La justice pakistanaise a incarcéré vendredi Raymond Davis, l'Américain accusé d'avoir tué deux Pakistanais fin janvier à Lahore, au risque d'aggraver une crise diplomatique entre Islamabad et Washington, qui ne cesse de réclamer sa libération.

Le chef de la police de Lahore, Aslam Tareen, a rejeté la thèse de la légitime défense invoquée par l'Américain, qui affirme avoir tué (le 27 janvier) les deux hommes, car ils étaient armés et s'apprêtaient à l'attaquer.
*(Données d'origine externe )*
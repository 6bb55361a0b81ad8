//! Token usage reported with a session result.

use serde::{Deserialize, Serialize};

/// Token usage statistics from a finished session.
#[derive(Debug, Clone, Copy, Default, PartialEq, Eq, Serialize, Deserialize)]
pub struct TokenUsage {
    /// Uncached input tokens.
    #[serde(default)]
    pub input_tokens: u64,
    /// Generated output tokens.
    #[serde(default)]
    pub output_tokens: u64,
    /// Input tokens written to the prompt cache.
    #[serde(default)]
    pub cache_creation_input_tokens: u64,
    /// Input tokens served from the prompt cache.
    #[serde(default)]
    pub cache_read_input_tokens: u64,
}

impl TokenUsage {
    /// Input tokens including both cache directions.
    pub fn total_input(&self) -> u64 {
        self.input_tokens + self.cache_creation_input_tokens + self.cache_read_input_tokens
    }

    /// All tokens, input and output.
    pub fn total(&self) -> u64 {
        self.total_input() + self.output_tokens
    }
}

#[cfg(test)]
mod tests {
    use super::*;

    #[test]
    fn test_token_usage_total_input() {
        let usage = TokenUsage {
            input_tokens: 100,
            output_tokens: 50,
            cache_creation_input_tokens: 20,
            cache_read_input_tokens: 30,
        };
        assert_eq!(usage.total_input(), 150);
    }

    #[test]
    fn test_token_usage_total() {
        let usage = TokenUsage {
            input_tokens: 100,
            output_tokens: 50,
            cache_creation_input_tokens: 20,
            cache_read_input_tokens: 30,
        };
        assert_eq!(usage.total(), 200);
    }

    #[test]
    fn test_token_usage_deserializes_with_missing_cache_fields() {
        let usage: TokenUsage =
            serde_json::from_str(r#"{"input_tokens":7,"output_tokens":3}"#).unwrap();
        assert_eq!(usage.input_tokens, 7);
        assert_eq!(usage.cache_read_input_tokens, 0);
        assert_eq!(usage.total(), 10);
    }
}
M. Tareen a confirmé que l'Américain détenait un passeport diplomatique, en vertu duquel Washington réclame sa libération. «Il n'y a aucun doute qu'il bénéficie de l'immunité diplomatique», a déclaré vendredi la porte-parole de l'ambassade américaine à Islamabad, Courtney Beale.

Reste à savoir de quelle immunité diplomatique bénéficie Davis, présenté par certains médias américains comme un ancien membre des forces spéciales américaines, et par Washington comme un «employé» du consulat de Lahore.

Selon les Conventions de Vienne sur les relations diplomatiques, il bénéficie d'une immunité totale s'il est rattaché à une ambassade, mais peut en revanche être poursuivi pour «crime grave» s'il est fonctionnaire consulaire.

Raymond Davis a été incarcéré dans une prison de haute sécurité de Lahore, selon la police. Sa prochaine audience aura lieu le 25 février, a précisé le procureur chargé de l'affaire.

«L'enquête de police et le rapport médico-légal montrent qu'il n'y avait pas de légitime défense», a déclaré Aslam Tareen, lors d'une conférence de presse.

Raymond Davis, arrêté juste après la mort des deux motocyclistes, «n'a donné aucune chance de survie» à ses deux victimes, a-t-il ajouté.

«Des témoins ont indiqué à la police qu'il (Davis) avait tiré sur eux (les deux motocyclistes) et continué à tirer alors qu'ils étaient en train de s'enfuir. Ce sont des meurtres intentionnels», a déclaré M. Tareen.

Courtney Beale a contesté cette version, affirmant que «des témoins ont attesté que Davis avait agi en état de légitime défense».

L'affaire, aggravée par le fait qu'une voiture du consulat américain a tué le même jour un passant en se précipitant au secours de Davis avant de prendre la fuite, portant à trois le nombre de morts, a pris une tournure nationale au Pakistan, portée par le fort sentiment antiaméricain de la population.

L'épouse âgée de 18 ans d'un des deux hommes tués par balle s'est suicidée pour protester contre le fait que Davis puisse être relâché parce que Washington réclame l'immunité diplomatique. «Je veux le sang pour le sang», a-t-elle déclaré aux médias locaux à propos de Raymond Davis à son arrivée à l'hôpital, où elle est décédée dans la nuit de dimanche à lundi.

Des manifestations de Pakistanais réclamant la peine de mort pour l'accusé se multiplient dans tout le pays et la haute cour de justice de Lahore a interdit au gouvernement de remettre l'Américain aux autorités américaines, dans l'attente de son jugement.

L'affaire provoque une sérieuse crise diplomatique entre les Américains et leur allié-clé dans la «guerre contre le terrorisme» que Washington mène dans la région depuis la fin 2001. Les États-Unis sont les premiers bailleurs de fonds du Pakistan, confronté à des graves difficultés économiques.

Les Américains ont accru la pression ces derniers jours en mettant en garde le Pakistan contre un arrêt des discussions à un haut niveau, selon des diplomates à Washington.

Selon la chaîne de télévision américaine ABC News, citant des diplomates pakistanais, le conseiller national à la sécurité du président Barack Obama, Tom Donilon, a menacé jeudi d'expulser l'ambassadeur du Pakistan à Washington, Husain Haqqani, si Davis n'était pas libéré ce vendredi. Cette information a toutefois été fermement démentie par Mme Beale à Islamabad.